What is PKI Services?

z/OS® Cryptographic Services PKI Services allows you to use z/OS to establish a PKI infrastructure and serve as a certificate authority for your internal and external users, issuing and administering digital certificates in accordance with your own organization's policies. Your users can use a PKI Services application to request and obtain certificates through their own web browsers, while your authorized PKI administrators approve, modify, or reject these requests through their own web browsers. The web applications provided with PKI Services are highly customizable, and a programming exit is also included for advanced customization. You can allow automatic approval for certificate requests from certain users and, to provide additional authentication, add host IDs, such as RACF® user IDs, to certificates you issue for certain users.

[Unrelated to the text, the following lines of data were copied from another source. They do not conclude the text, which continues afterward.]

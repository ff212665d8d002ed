use anyhow::{anyhow, Context, Result};
use serde::Deserialize;
use std::collections::VecDeque;
use std::io::BufRead;
use std::time::Duration;

/// One message as received from the detector transport.
#[derive(Clone, Debug, PartialEq, Eq)]
pub struct RawMessage {
    pub text: String,
    /// Epoch milliseconds at which the message arrived.
    pub received_at: u64,
}

impl RawMessage {
    pub fn new(text: impl Into<String>, received_at: u64) -> Self {
        Self {
            text: text.into(),
            received_at,
        }
    }
}

/// Detector transport seam.
///
/// The vision model connection (persistent socket or periodic request) lives
/// behind this trait. Implementations hand over raw text and never interpret
/// it; parsing happens in the pipeline. Transport failures are returned as
/// errors so the caller can decide on fallback or retry.
pub trait DetectorSource {
    /// Source identifier.
    fn name(&self) -> &'static str;

    /// Next raw message, or `None` once the source is exhausted.
    fn next_message(&mut self) -> Result<Option<RawMessage>>;
}

/// In-memory queue of messages. Used by tests and demos.
#[derive(Clone, Debug, Default)]
pub struct ScriptedSource {
    queue: VecDeque<RawMessage>,
}

impl ScriptedSource {
    pub fn new() -> Self {
        Self::default()
    }

    pub fn push(&mut self, text: impl Into<String>, received_at: u64) {
        self.queue.push_back(RawMessage::new(text, received_at));
    }

    pub fn with(mut self, text: impl Into<String>, received_at: u64) -> Self {
        self.push(text, received_at);
        self
    }

    pub fn remaining(&self) -> usize {
        self.queue.len()
    }
}

impl DetectorSource for ScriptedSource {
    fn name(&self) -> &'static str {
        "scripted"
    }

    fn next_message(&mut self) -> Result<Option<RawMessage>> {
        Ok(self.queue.pop_front())
    }
}

#[derive(Deserialize)]
#[serde(deny_unknown_fields)]
struct ReplayEnvelope {
    t: u64,
    text: String,
}

/// Replays recorded detector output, one message per line.
///
/// A line is either `{"t": <epoch-ms>, "text": "<raw model text>"}` or the raw
/// model text itself, which is stamped with the wall clock on read. Blank
/// lines are skipped.
pub struct ReplaySource<R: BufRead> {
    reader: R,
    line_no: usize,
    pacing: Option<Duration>,
}

impl<R: BufRead> ReplaySource<R> {
    pub fn new(reader: R) -> Self {
        Self {
            reader,
            line_no: 0,
            pacing: None,
        }
    }

    /// Sleep `interval` before each message to mimic a live producer.
    pub fn with_pacing(mut self, interval: Duration) -> Self {
        self.pacing = Some(interval);
        self
    }

    fn stamp(line: &str) -> Result<RawMessage> {
        if let Ok(envelope) = serde_json::from_str::<ReplayEnvelope>(line) {
            return Ok(RawMessage::new(envelope.text, envelope.t));
        }
        Ok(RawMessage::new(line, crate::epoch_millis()?))
    }
}

impl<R: BufRead> DetectorSource for ReplaySource<R> {
    fn name(&self) -> &'static str {
        "replay"
    }

    fn next_message(&mut self) -> Result<Option<RawMessage>> {
        let mut line = String::new();
        loop {
            line.clear();
            let read = self
                .reader
                .read_line(&mut line)
                .with_context(|| format!("reading replay line {}", self.line_no + 1))?;
            if read == 0 {
                return Ok(None);
            }
            self.line_no += 1;
            let trimmed = line.trim();
            if trimmed.is_empty() {
                continue;
            }
            if let Some(interval) = self.pacing {
                std::thread::sleep(interval);
            }
            return Self::stamp(trimmed)
                .map(Some)
                .map_err(|e| anyhow!("replay line {}: {}", self.line_no, e));
        }
    }
}

#[cfg(test)]
mod tests {
    use super::*;
    use std::io::Cursor;

    #[test]
    fn scripted_source_drains_in_order() -> Result<()> {
        let mut source = ScriptedSource::new().with("a", 1).with("b", 2);
        assert_eq!(source.next_message()?, Some(RawMessage::new("a", 1)));
        assert_eq!(source.next_message()?, Some(RawMessage::new("b", 2)));
        assert_eq!(source.next_message()?, None);
        Ok(())
    }

    #[test]
    fn replay_reads_envelopes_and_skips_blank_lines() -> Result<()> {
        let input = concat!(
            r#"{"t": 1000, "text": "{\"type\":\"clear\"}"}"#,
            "\n\n",
            r#"{"t": 1250, "text": "{\"type\":\"scanning\"}"}"#,
            "\n"
        );
        let mut source = ReplaySource::new(Cursor::new(input));
        let first = source.next_message()?.unwrap();
        assert_eq!(first.received_at, 1000);
        assert_eq!(first.text, r#"{"type":"clear"}"#);
        let second = source.next_message()?.unwrap();
        assert_eq!(second.received_at, 1250);
        assert!(source.next_message()?.is_none());
        Ok(())
    }

    #[test]
    fn replay_stamps_bare_lines_with_wall_clock() -> Result<()> {
        let before = crate::epoch_millis()?;
        let mut source = ReplaySource::new(Cursor::new("{\"type\":\"defect\"}\n"));
        let msg = source.next_message()?.unwrap();
        assert_eq!(msg.text, "{\"type\":\"defect\"}");
        assert!(msg.received_at >= before);
        Ok(())
    }
}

You can also issue your own certificates for browsers, servers, and other purposes, such as virtual private network (VPN) devices, smart cards, and secure email.

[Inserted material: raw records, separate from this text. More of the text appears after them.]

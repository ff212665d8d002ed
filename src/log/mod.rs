use anyhow::{anyhow, Context, Result};
use serde::{Deserialize, Serialize};
use sha2::{Digest, Sha256};
use std::collections::BTreeMap;
use std::path::Path;

use crate::detect::Detection;

/// Hashes a log entry payload with the previous chain hash.
pub fn hash_entry(prev_hash: &[u8; 32], payload: &[u8]) -> [u8; 32] {
    let mut hasher = Sha256::new();
    hasher.update(prev_hash);
    hasher.update(payload);
    hasher.finalize().into()
}

/// Chain anchor for a session: binds every entry to the session id.
pub fn genesis_hash(session_id: &str) -> [u8; 32] {
    hash_entry(&[0u8; 32], session_id.as_bytes())
}

fn decode_hash(label: &str, value: &str) -> Result<[u8; 32]> {
    let bytes = hex::decode(value).map_err(|e| anyhow!("{} is not hex: {}", label, e))?;
    bytes
        .try_into()
        .map_err(|_| anyhow!("{} must be 32 bytes", label))
}

/// Consumer of confirmed detections.
pub trait DetectionSink {
    fn accept(&mut self, detection: &Detection) -> Result<()>;
}

impl DetectionSink for Vec<Detection> {
    fn accept(&mut self, detection: &Detection) -> Result<()> {
        self.push(detection.clone());
        Ok(())
    }
}

/// One chained record. `payload` is the detection's JSON exactly as hashed.
#[derive(Clone, Debug, PartialEq, Eq, Serialize, Deserialize)]
pub struct LogEntry {
    pub sequence: u64,
    pub payload: String,
    pub prev_hash: String,
    pub entry_hash: String,
}

impl LogEntry {
    pub fn detection(&self) -> Result<Detection> {
        serde_json::from_str(&self.payload)
            .with_context(|| format!("entry {} payload is not a detection", self.sequence))
    }
}

/// Append-only, hash-chained record of every detection surfaced in a session.
#[derive(Clone, Debug, PartialEq, Eq, Serialize, Deserialize)]
pub struct SessionLog {
    pub session_id: String,
    entries: Vec<LogEntry>,
}

impl SessionLog {
    pub fn new(session_id: impl Into<String>) -> Self {
        Self {
            session_id: session_id.into(),
            entries: Vec::new(),
        }
    }

    pub fn entries(&self) -> &[LogEntry] {
        &self.entries
    }

    pub fn len(&self) -> usize {
        self.entries.len()
    }

    pub fn is_empty(&self) -> bool {
        self.entries.is_empty()
    }

    /// Hash of the last entry, or the genesis hash for an empty log.
    pub fn head_hash(&self) -> Result<[u8; 32]> {
        match self.entries.last() {
            Some(entry) => decode_hash("entry_hash", &entry.entry_hash),
            None => Ok(genesis_hash(&self.session_id)),
        }
    }

    pub fn append(&mut self, detection: &Detection) -> Result<&LogEntry> {
        if let Some(last) = self.entries.last() {
            let prev = last.detection()?;
            if detection.timestamp < prev.timestamp {
                return Err(anyhow!(
                    "detection at {} precedes last entry at {}",
                    detection.timestamp,
                    prev.timestamp
                ));
            }
        }
        let prev_hash = self.head_hash()?;
        let payload = serde_json::to_string(detection)?;
        let entry_hash = hash_entry(&prev_hash, payload.as_bytes());
        self.entries.push(LogEntry {
            sequence: self.entries.len() as u64,
            payload,
            prev_hash: hex::encode(prev_hash),
            entry_hash: hex::encode(entry_hash),
        });
        self.entries
            .last()
            .ok_or_else(|| anyhow!("session log append lost its entry"))
    }

    /// Recompute the chain from genesis. Returns the number of entries.
    pub fn verify(&self) -> Result<usize> {
        let mut prev_hash = genesis_hash(&self.session_id);
        let mut last_timestamp = 0u64;
        for (idx, entry) in self.entries.iter().enumerate() {
            if entry.sequence != idx as u64 {
                return Err(anyhow!(
                    "entry {} has sequence {}",
                    idx,
                    entry.sequence
                ));
            }
            let recorded_prev = decode_hash("prev_hash", &entry.prev_hash)?;
            if recorded_prev != prev_hash {
                return Err(anyhow!("prev_hash mismatch at entry {}", idx));
            }
            let computed = hash_entry(&prev_hash, entry.payload.as_bytes());
            if hex::encode(computed) != entry.entry_hash {
                return Err(anyhow!("entry_hash mismatch at entry {}", idx));
            }
            let detection = entry.detection()?;
            if detection.timestamp < last_timestamp {
                return Err(anyhow!("entry {} is out of temporal order", idx));
            }
            last_timestamp = detection.timestamp;
            prev_hash = computed;
        }
        Ok(self.entries.len())
    }

    pub fn summary(&self) -> Result<SessionSummary> {
        let mut summary = SessionSummary {
            session_id: self.session_id.clone(),
            ..SessionSummary::default()
        };
        for entry in &self.entries {
            let detection = entry.detection()?;
            summary.total += 1;
            *summary
                .by_category
                .entry(detection.category.as_str().to_string())
                .or_default() += 1;
            *summary
                .by_kind
                .entry(detection.kind.as_str().to_string())
                .or_default() += 1;
            summary.max_confidence = Some(
                summary
                    .max_confidence
                    .map_or(detection.confidence, |c| c.max(detection.confidence)),
            );
            summary.first_timestamp.get_or_insert(detection.timestamp);
            summary.last_timestamp = Some(detection.timestamp);
        }
        Ok(summary)
    }

    pub fn to_json(&self) -> Result<String> {
        Ok(serde_json::to_string_pretty(self)?)
    }

    pub fn from_json(raw: &str) -> Result<Self> {
        serde_json::from_str(raw).map_err(|e| anyhow!("invalid session log: {}", e))
    }

    pub fn write_to(&self, path: &Path) -> Result<()> {
        std::fs::write(path, self.to_json()?)
            .with_context(|| format!("failed to write session log {}", path.display()))
    }

    pub fn read_from(path: &Path) -> Result<Self> {
        let raw = std::fs::read_to_string(path)
            .with_context(|| format!("failed to read session log {}", path.display()))?;
        Self::from_json(&raw)
    }
}

impl DetectionSink for SessionLog {
    fn accept(&mut self, detection: &Detection) -> Result<()> {
        let (sequence, entry_hash) = {
            let entry = self.append(detection)?;
            (entry.sequence, entry.entry_hash.clone())
        };
        ::log::debug!(
            "session {} entry {} {}",
            self.session_id,
            sequence,
            entry_hash
        );
        Ok(())
    }
}

/// Aggregate view of a session for the report renderer.
#[derive(Clone, Debug, Default, PartialEq, Serialize, Deserialize)]
pub struct SessionSummary {
    pub session_id: String,
    pub total: usize,
    pub by_category: BTreeMap<String, usize>,
    pub by_kind: BTreeMap<String, usize>,
    pub max_confidence: Option<f64>,
    pub first_timestamp: Option<u64>,
    pub last_timestamp: Option<u64>,
}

PKI Services supports Public Key Infrastructure for X.509 version 3 (PKIX) and Common Data Security Architecture (CDSA) cryptographic standards. It also supports the following functions:
  • The delivery of certificates through the Secure Sockets Layer (SSL) for use with applications that are accessed from a web browser or web server.
  • The delivery of certificates that support the Internet Protocol Security standard (IPSEC) for use with secure VPN applications or IPSEC-enabled devices.
  • The delivery of certificates that support Secure Multipurpose Internet Mail Extensions (S/MIME), for use with secure email applications.